I thank pro for his enlightening critique of determination ism, and I appreciate the clarification in the previous round. lastly I apologize for the delay in ans. paradigm shifts are not easy. I believe I understand your position. I would like to hear your response to the following 4 points.
1) you presented a few non deterministic systems, however most systems are deterministic.
2) You say there are events without cause. With regard to decisions there clearly are causes (i.e. genetics and external factors). Free will would just be another force/factor.
3)You say there are events without cause, decision based on free will is an event with a cause as will would have to be some sort of physical cause.
4)This physical cause will is found no were else in the universe.
5)You provided a non deterministic random system. Are you proposing that free will decision is random?
I eagerly await to see your position on these matters.
RoyLatham

Pro

1) you presented a few non deterministic systems, however most systems are deterministic.

Actually, the fundamental nature of the universe is such that no system is deterministic.
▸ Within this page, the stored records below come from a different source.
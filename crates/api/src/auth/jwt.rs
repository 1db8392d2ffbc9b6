//! HS256 bearer tokens identifying the payer

use jsonwebtoken::{decode, encode, Algorithm, DecodingKey, EncodingKey, Header, Validation};
use serde::{Deserialize, Serialize};
use time::{Duration, OffsetDateTime};
use uuid::Uuid;

use super::middleware::AuthError;

#[derive(Debug, Clone, Serialize, Deserialize)]
pub struct Claims {
    /// User id
    pub sub: String,
    #[serde(default, skip_serializing_if = "Option::is_none")]
    pub email: Option<String>,
    pub exp: i64,
    pub iat: i64,
}

#[derive(Clone)]
pub struct JwtManager {
    encoding_key: EncodingKey,
    decoding_key: DecodingKey,
    expiry_hours: i64,
}

impl JwtManager {
    pub fn new(secret: &str, expiry_hours: i64) -> Self {
        Self {
            encoding_key: EncodingKey::from_secret(secret.as_bytes()),
            decoding_key: DecodingKey::from_secret(secret.as_bytes()),
            expiry_hours,
        }
    }

    pub fn generate_token(&self, user_id: Uuid, email: Option<String>) -> Result<String, AuthError> {
        let now = OffsetDateTime::now_utc();
        let claims = Claims {
            sub: user_id.to_string(),
            email,
            exp: (now + Duration::hours(self.expiry_hours)).unix_timestamp(),
            iat: now.unix_timestamp(),
        };

        encode(&Header::new(Algorithm::HS256), &claims, &self.encoding_key)
            .map_err(|e| AuthError::Internal(e.to_string()))
    }

    pub fn validate_token(&self, token: &str) -> Result<Claims, AuthError> {
        let validation = Validation::new(Algorithm::HS256);
        decode::<Claims>(token, &self.decoding_key, &validation)
            .map(|data| data.claims)
            .map_err(|e| {
                tracing::debug!(error = %e, "JWT validation failed");
                AuthError::InvalidToken
            })
    }
}
//! Scheduled ledger maintenance
//!
//! Three independent sweeps over the ledger: expiry, allowance rollover and
//! expiry notifications. Runs may overlap; each sweep delegates to primitives
//! that are safe to repeat. A failure for one owner is recorded in the
//! summary and does not stop the sweep.

use std::collections::BTreeMap;
use std::sync::Arc;

use coachledger_shared::{OwnerRef, OwnerType};
use serde::Serialize;
use time::{Duration, OffsetDateTime};
use uuid::Uuid;

use crate::accounts::AccountStore;
use crate::config::BillingConfig;
use crate::effects::SideEffect;
use crate::error::{BillingError, BillingResult};
use crate::ledger::{CreditBatch, CreditLedger};
use crate::notifications::{notify, NewNotification, Notifier, TYPE_CREDITS_EXPIRING};

pub const USER_EXPIRY_TITLE: &str = "Your credits are expiring soon";
pub const ORG_EXPIRY_TITLE: &str = "Organization credits are expiring soon";

/// Which sweep to run
#[derive(Debug, Clone, Copy, PartialEq, Eq)]
pub enum MaintenanceJob {
    ExpireCredits,
    Rollover,
    ExpiryNotifications,
}

impl MaintenanceJob {
    pub fn as_str(&self) -> &'static str {
        match self {
            MaintenanceJob::ExpireCredits => "expire-credits",
            MaintenanceJob::Rollover => "rollover",
            MaintenanceJob::ExpiryNotifications => "expiry-notifications",
        }
    }
}

impl std::str::FromStr for MaintenanceJob {
    type Err = BillingError;

    fn from_str(s: &str) -> Result<Self, Self::Err> {
        match s {
            "expire-credits" => Ok(MaintenanceJob::ExpireCredits),
            "rollover" => Ok(MaintenanceJob::Rollover),
            "expiry-notifications" => Ok(MaintenanceJob::ExpiryNotifications),
            other => Err(BillingError::InvalidInput(format!(
                "Unknown maintenance job: {}",
                other
            ))),
        }
    }
}

#[derive(Debug, Clone, Serialize)]
pub struct ExpirySummary {
    pub expired: u64,
}

/// Per-owner rollover result
#[derive(Debug, Clone, Serialize)]
#[serde(tag = "result", rename_all = "snake_case")]
pub enum RolloverResult {
    RolledOver { owner: OwnerRef, amount: i64, cap: i64 },
    NothingToRoll { owner: OwnerRef },
    Error { owner: OwnerRef, error: String },
}

#[derive(Debug, Clone, Serialize)]
pub struct RolloverSummary {
    pub owners: usize,
    pub rolled_over: usize,
    pub total_credits: i64,
    pub errors: usize,
    pub results: Vec<RolloverResult>,
}

impl RolloverSummary {
    fn from_results(results: Vec<RolloverResult>) -> Self {
        let mut summary = RolloverSummary {
            owners: results.len(),
            rolled_over: 0,
            total_credits: 0,
            errors: 0,
            results: Vec::new(),
        };
        for result in &results {
            match result {
                RolloverResult::RolledOver { amount, .. } => {
                    summary.rolled_over += 1;
                    summary.total_credits += amount;
                }
                RolloverResult::NothingToRoll { .. } => {}
                RolloverResult::Error { .. } => summary.errors += 1,
            }
        }
        summary.results = results;
        summary
    }
}

/// Per-owner notification result
#[derive(Debug, Clone, Serialize)]
#[serde(tag = "result", rename_all = "snake_case")]
pub enum NotificationResult {
    Notified {
        owner: OwnerRef,
        credits: i64,
        recipients: usize,
    },
    Suppressed {
        owner: OwnerRef,
    },
    Error {
        owner: OwnerRef,
        error: String,
    },
}

#[derive(Debug, Clone, Serialize)]
pub struct NotificationSummary {
    pub owners: usize,
    pub notified: usize,
    pub suppressed: usize,
    pub errors: usize,
    pub results: Vec<NotificationResult>,
}

impl NotificationSummary {
    fn from_results(results: Vec<NotificationResult>) -> Self {
        let count = |pred: fn(&NotificationResult) -> bool| {
            results.iter().filter(|r| pred(r)).count()
        };
        NotificationSummary {
            owners: results.len(),
            notified: count(|r| matches!(r, NotificationResult::Notified { .. })),
            suppressed: count(|r| matches!(r, NotificationResult::Suppressed { .. })),
            errors: count(|r| matches!(r, NotificationResult::Error { .. })),
            results,
        }
    }
}

/// Summary of whichever job ran
#[derive(Debug, Clone, Serialize)]
#[serde(untagged)]
pub enum MaintenanceReport {
    Expiry(ExpirySummary),
    Rollover(RolloverSummary),
    Notifications(NotificationSummary),
}

#[derive(Clone)]
pub struct MaintenanceJobs {
    ledger: Arc<dyn CreditLedger>,
    accounts: Arc<dyn AccountStore>,
    notifier: Arc<dyn Notifier>,
    config: Arc<BillingConfig>,
}

impl MaintenanceJobs {
    pub fn new(
        ledger: Arc<dyn CreditLedger>,
        accounts: Arc<dyn AccountStore>,
        notifier: Arc<dyn Notifier>,
        config: Arc<BillingConfig>,
    ) -> Self {
        Self {
            ledger,
            accounts,
            notifier,
            config,
        }
    }

    pub async fn run(
        &self,
        job: MaintenanceJob,
        now: OffsetDateTime,
    ) -> BillingResult<MaintenanceReport> {
        match job {
            MaintenanceJob::ExpireCredits => self
                .expire_credits(now)
                .await
                .map(MaintenanceReport::Expiry),
            MaintenanceJob::Rollover => self
                .rollover_allowances(now)
                .await
                .map(MaintenanceReport::Rollover),
            MaintenanceJob::ExpiryNotifications => self
                .notify_expiring(now)
                .await
                .map(MaintenanceReport::Notifications),
        }
    }

    /// Expire every live batch past its expiry
    pub async fn expire_credits(&self, now: OffsetDateTime) -> BillingResult<ExpirySummary> {
        let expired = self.ledger.expire_batches(now).await?;
        tracing::info!(expired = expired, "Credit expiry sweep complete");
        Ok(ExpirySummary { expired })
    }

    /// Roll unused allowance forward for every active subscription owner
    pub async fn rollover_allowances(&self, now: OffsetDateTime) -> BillingResult<RolloverSummary> {
        let owners = self.accounts.active_subscription_owners().await?;
        let mut results = Vec::with_capacity(owners.len());

        for subscriber in owners {
            let owner = subscriber.owner;
            let cap = self.config.rollover_cap(subscriber.monthly_credit_allowance);

            let result = match self.ledger.rollover(owner, cap, now).await {
                Ok(0) => RolloverResult::NothingToRoll { owner },
                Ok(amount) => RolloverResult::RolledOver { owner, amount, cap },
                Err(e) => {
                    tracing::error!(owner = %owner, error = %e, "Rollover failed");
                    RolloverResult::Error {
                        owner,
                        error: e.to_string(),
                    }
                }
            };
            results.push(result);
        }

        let summary = RolloverSummary::from_results(results);
        tracing::info!(
            owners = summary.owners,
            rolled_over = summary.rolled_over,
            total_credits = summary.total_credits,
            errors = summary.errors,
            "Rollover sweep complete"
        );
        Ok(summary)
    }

    /// Warn owners about credits expiring within their notice window
    pub async fn notify_expiring(&self, now: OffsetDateTime) -> BillingResult<NotificationSummary> {
        let mut results = Vec::new();

        for (owner_type, window) in [
            (OwnerType::User, self.config.user_notice_window),
            (OwnerType::Org, self.config.org_notice_window),
        ] {
            let batches = self
                .ledger
                .batches_expiring_between(owner_type, now, now + window)
                .await?;

            for (owner_id, owner_batches) in group_by_owner(batches) {
                let owner = OwnerRef {
                    owner_type,
                    owner_id,
                };
                let result = match self.notify_owner(owner, &owner_batches, now).await {
                    Ok(result) => result,
                    Err(e) => {
                        tracing::error!(owner = %owner, error = %e, "Expiry notification failed");
                        NotificationResult::Error {
                            owner,
                            error: e.to_string(),
                        }
                    }
                };
                results.push(result);
            }
        }

        let summary = NotificationSummary::from_results(results);
        tracing::info!(
            owners = summary.owners,
            notified = summary.notified,
            suppressed = summary.suppressed,
            errors = summary.errors,
            "Expiry notification sweep complete"
        );
        Ok(summary)
    }

    async fn notify_owner(
        &self,
        owner: OwnerRef,
        batches: &[CreditBatch],
        now: OffsetDateTime,
    ) -> BillingResult<NotificationResult> {
        let credits: i64 = batches.iter().map(|b| b.remaining_amount).sum();
        let Some(earliest) = batches.iter().map(|b| b.expires_at).min() else {
            return Ok(NotificationResult::Suppressed { owner });
        };

        let title = match owner.owner_type {
            OwnerType::User => USER_EXPIRY_TITLE,
            OwnerType::Org => ORG_EXPIRY_TITLE,
        };
        let since = now - self.config.notification_dedup_window;

        let mut sent = 0;
        for recipient in self.accounts.recipients_for(owner).await? {
            if self
                .notifier
                .was_notified_since(recipient, title, owner, since)
                .await?
            {
                continue;
            }

            let outcome = notify(
                self.notifier.as_ref(),
                NewNotification {
                    user_id: recipient,
                    type_key: TYPE_CREDITS_EXPIRING.to_string(),
                    title: title.to_string(),
                    message: format!(
                        "{} credits expire within {} days, starting {}.",
                        credits,
                        days_until(now, earliest),
                        earliest.date()
                    ),
                    link: Some(self.config.credits_link.clone()),
                    metadata: serde_json::json!({
                        "owner_type": owner.owner_type,
                        "owner_id": owner.owner_id,
                        "credits": credits,
                        "batch_count": batches.len(),
                        "earliest_expiry": earliest.unix_timestamp(),
                    }),
                },
            )
            .await;

            if outcome == SideEffect::Done {
                sent += 1;
            }
        }

        if sent == 0 {
            return Ok(NotificationResult::Suppressed { owner });
        }

        Ok(NotificationResult::Notified {
            owner,
            credits,
            recipients: sent,
        })
    }
}

fn group_by_owner(batches: Vec<CreditBatch>) -> BTreeMap<Uuid, Vec<CreditBatch>> {
    let mut grouped: BTreeMap<Uuid, Vec<CreditBatch>> = BTreeMap::new();
    for batch in batches {
        grouped.entry(batch.owner.owner_id).or_default().push(batch);
    }
    grouped
}

fn days_until(now: OffsetDateTime, at: OffsetDateTime) -> i64 {
    let remaining = at - now;
    (remaining + Duration::hours(23)).whole_days().max(1)
}

#[cfg(test)]
mod tests {
    use super::*;

    #[test]
    fn test_job_names_round_trip_through_paths() {
        for job in [
            MaintenanceJob::ExpireCredits,
            MaintenanceJob::Rollover,
            MaintenanceJob::ExpiryNotifications,
        ] {
            assert_eq!(job.as_str().parse::<MaintenanceJob>().unwrap(), job);
        }
        assert!("vacuum".parse::<MaintenanceJob>().is_err());
    }

    #[test]
    fn test_days_until_rounds_up() {
        let now = OffsetDateTime::now_utc();
        assert_eq!(days_until(now, now + Duration::hours(1)), 1);
        assert_eq!(days_until(now, now + Duration::days(6)), 6);
        assert_eq!(days_until(now, now + Duration::days(6) + Duration::hours(2)), 7);
    }

    #[test]
    fn test_rollover_summary_counts() {
        let owner = OwnerRef::user(Uuid::new_v4());
        let summary = RolloverSummary::from_results(vec![
            RolloverResult::RolledOver {
                owner,
                amount: 40,
                cap: 50,
            },
            RolloverResult::NothingToRoll { owner },
            RolloverResult::Error {
                owner,
                error: "db".to_string(),
            },
        ]);
        assert_eq!(summary.owners, 3);
        assert_eq!(summary.rolled_over, 1);
        assert_eq!(summary.total_credits, 40);
        assert_eq!(summary.errors, 1);
    }
}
However, most of the time things behave as if they are, because the averages dominate. We don't have to worry about suddenly falling through the floor because the statistics make that extremely unlikely. Still, many large things are determined by very small changes. this is a part of chaos theory. It's summarized by the notion that the fluttering of a butterfly in Beijing may upset tomorrow's weather here. The brain depends upon trillions of neurons and synapses, so it's quite likely that brain operation is not deterministic.

2) You say there are events without cause. With regard to decisions there clearly are causes (i.e. genetics and external factors). Free will would just be another force/factor.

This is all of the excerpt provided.